Go through the data below. Pull out every line that has the word "endpoint".

(Beginning of Given entries)

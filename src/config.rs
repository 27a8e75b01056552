//! Configuration management

use anyhow::Result;
use serde::Deserialize;
use url::Url;

#[derive(Debug, Clone, Default, Deserialize)]
#[serde(default)]
pub struct Config {
    pub server: ServerConfig,
    pub database: DatabaseConfig,
    pub geoip: GeoIpConfig,
    pub cors: CorsConfig,
    pub rollup: RollupConfig,
    pub logging: LoggingConfig,
}

#[derive(Debug, Clone, Deserialize)]
#[serde(default)]
pub struct ServerConfig {
    pub host: String,
    pub port: u16,
    /// "development" or "production"
    pub environment: String,
    /// Address recorded for beacons sent from pages opened via file://
    pub local_placeholder_ip: String,
}

impl Default for ServerConfig {
    fn default() -> Self {
        Self {
            host: "0.0.0.0".to_string(),
            port: 8080,
            environment: "development".to_string(),
            local_placeholder_ip: "127.0.0.1".to_string(),
        }
    }
}

#[derive(Debug, Clone, Deserialize)]
#[serde(default)]
pub struct DatabaseConfig {
    /// SQLite file path, or ":memory:"
    pub url: String,
    pub max_connections: u32,
}

impl Default for DatabaseConfig {
    fn default() -> Self {
        Self {
            url: "pagebeacon.db".to_string(),
            max_connections: 5,
        }
    }
}

#[derive(Debug, Clone, Deserialize)]
#[serde(default)]
pub struct GeoIpConfig {
    /// "http", "maxmind" or "none"
    pub provider: String,
    /// Lookup URL for the http provider; `{ip}` is replaced with the address
    pub endpoint: String,
    /// GeoLite2-City database for the maxmind provider
    pub database: String,
    pub timeout_ms: u64,
}

impl Default for GeoIpConfig {
    fn default() -> Self {
        Self {
            provider: "http".to_string(),
            endpoint: "http://ip-api.com/json/{ip}?fields=status,message,country,regionName,city"
                .to_string(),
            database: String::new(),
            timeout_ms: 3000,
        }
    }
}

#[derive(Debug, Clone, Deserialize)]
#[serde(default)]
pub struct CorsConfig {
    pub allowed_origins: Vec<String>,
    /// Accept `Origin: null` (pages opened from disk, sandboxed iframes)
    pub allow_null_origin: bool,
    /// Accept http(s)://localhost, 127.0.0.1 and [::1] on any port.
    /// Unset means "everywhere except production".
    pub allow_localhost: Option<bool>,
}

impl Default for CorsConfig {
    fn default() -> Self {
        Self {
            allowed_origins: Vec::new(),
            allow_null_origin: true,
            allow_localhost: None,
        }
    }
}

#[derive(Debug, Clone, Deserialize)]
#[serde(default)]
pub struct RollupConfig {
    pub enabled: bool,
    pub interval_secs: u64,
}

impl Default for RollupConfig {
    fn default() -> Self {
        Self {
            enabled: false,
            interval_secs: 300,
        }
    }
}

#[derive(Debug, Clone, Deserialize)]
#[serde(default)]
pub struct LoggingConfig {
    pub level: String,
}

impl Default for LoggingConfig {
    fn default() -> Self {
        Self {
            level: "info".to_string(),
        }
    }
}

impl Config {
    pub fn load() -> Result<Self> {
        let builder = config::Config::builder()
            .add_source(config::File::with_name("config").required(false))
            .add_source(
                config::Environment::with_prefix("BEACON")
                    .prefix_separator("_")
                    .separator("__")
                    .list_separator(",")
                    .with_list_parse_key("cors.allowed_origins")
                    .try_parsing(true),
            )
            // Hosting platforms hand out the listen port as a bare PORT
            .set_override_option("server.port", std::env::var("PORT").ok())?;

        let settings = builder.build()?;
        let config: Config = settings.try_deserialize()?;

        // Validate configuration
        config.validate()?;

        Ok(config)
    }

    /// Validate configuration values
    pub fn validate(&self) -> Result<()> {
        // Validate server config
        if self.server.port == 0 {
            anyhow::bail!("Invalid port: 0 is not allowed");
        }
        if self.server.host.is_empty() {
            anyhow::bail!("Server host cannot be empty");
        }
        if self.server.environment != "development" && self.server.environment != "production" {
            anyhow::bail!(
                "Invalid environment '{}'. Must be 'development' or 'production'",
                self.server.environment
            );
        }
        if self.server.local_placeholder_ip.parse::<std::net::IpAddr>().is_err() {
            anyhow::bail!(
                "local_placeholder_ip '{}' is not an IP address",
                self.server.local_placeholder_ip
            );
        }

        // Validate database config
        if self.database.url.is_empty() {
            anyhow::bail!("Database URL cannot be empty");
        }
        if self.database.max_connections == 0 {
            anyhow::bail!("database.max_connections must be at least 1");
        }

        // Validate geolocation config
        match self.geoip.provider.as_str() {
            "http" => {
                if !self.geoip.endpoint.contains("{ip}") {
                    anyhow::bail!("geoip.endpoint must contain an {{ip}} placeholder");
                }
            }
            "maxmind" => {
                if self.geoip.database.is_empty() {
                    anyhow::bail!("geoip.database is required for the maxmind provider");
                }
            }
            "none" => {}
            other => anyhow::bail!(
                "Invalid geoip provider '{}'. Must be 'http', 'maxmind' or 'none'",
                other
            ),
        }
        if self.geoip.timeout_ms == 0 {
            anyhow::bail!("geoip.timeout_ms must be greater than 0");
        }

        // Validate CORS allow-list
        for origin in &self.cors.allowed_origins {
            let parsed = Url::parse(origin)
                .map_err(|e| anyhow::anyhow!("Invalid CORS origin '{}': {}", origin, e))?;
            let bare = parsed.path() == "/" && parsed.query().is_none() && parsed.fragment().is_none();
            if parsed.host_str().is_none() || !bare {
                anyhow::bail!("Invalid CORS origin '{}': expected scheme://host[:port]", origin);
            }
        }

        if self.rollup.interval_secs == 0 {
            anyhow::bail!("rollup.interval_secs must be greater than 0");
        }

        // Validate logging level
        let valid_levels = ["trace", "debug", "info", "warn", "error"];
        if !valid_levels.contains(&self.logging.level.to_lowercase().as_str()) {
            anyhow::bail!(
                "Invalid logging level '{}'. Must be one of: {:?}",
                self.logging.level,
                valid_levels
            );
        }

        Ok(())
    }

    pub fn is_production(&self) -> bool {
        self.server.environment == "production"
    }

    /// Whether localhost origins pass the CORS policy
    pub fn allow_localhost_origins(&self) -> bool {
        self.cors.allow_localhost.unwrap_or(!self.is_production())
    }
}

#[cfg(test)]
mod tests {
    use super::*;

    #[test]
    fn defaults_are_valid() {
        let config = Config::default();
        assert!(config.validate().is_ok());
        assert!(config.allow_localhost_origins());
    }

    #[test]
    fn production_disables_localhost_unless_overridden() {
        let mut config = Config::default();
        config.server.environment = "production".to_string();
        assert!(!config.allow_localhost_origins());

        config.cors.allow_localhost = Some(true);
        assert!(config.allow_localhost_origins());
    }

    #[test]
    fn rejects_origin_with_path() {
        let mut config = Config::default();
        config.cors.allowed_origins = vec!["https://example.com/app".to_string()];
        assert!(config.validate().is_err());

        config.cors.allowed_origins = vec!["https://example.com".to_string()];
        assert!(config.validate().is_ok());
    }

    #[test]
    fn maxmind_requires_database_path() {
        let mut config = Config::default();
        config.geoip.provider = "maxmind".to_string();
        assert!(config.validate().is_err());

        config.geoip.database = "GeoLite2-City.mmdb".to_string();
        assert!(config.validate().is_ok());
    }

    #[test]
    fn rejects_unknown_environment_and_level() {
        let mut config = Config::default();
        config.server.environment = "staging".to_string();
        assert!(config.validate().is_err());

        let mut config = Config::default();
        config.logging.level = "verbose".to_string();
        assert!(config.validate().is_err());
    }
}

(End of Given entries)

### [Task answer]
    pub endpoint: String,
            endpoint: "http://ip-api.com/json/{ip}?fields=status,message,country,regionName,city"
                if !self.geoip.endpoint.contains("{ip}") {
                    anyhow::bail!("geoip.endpoint must contain an {{ip}} placeholder");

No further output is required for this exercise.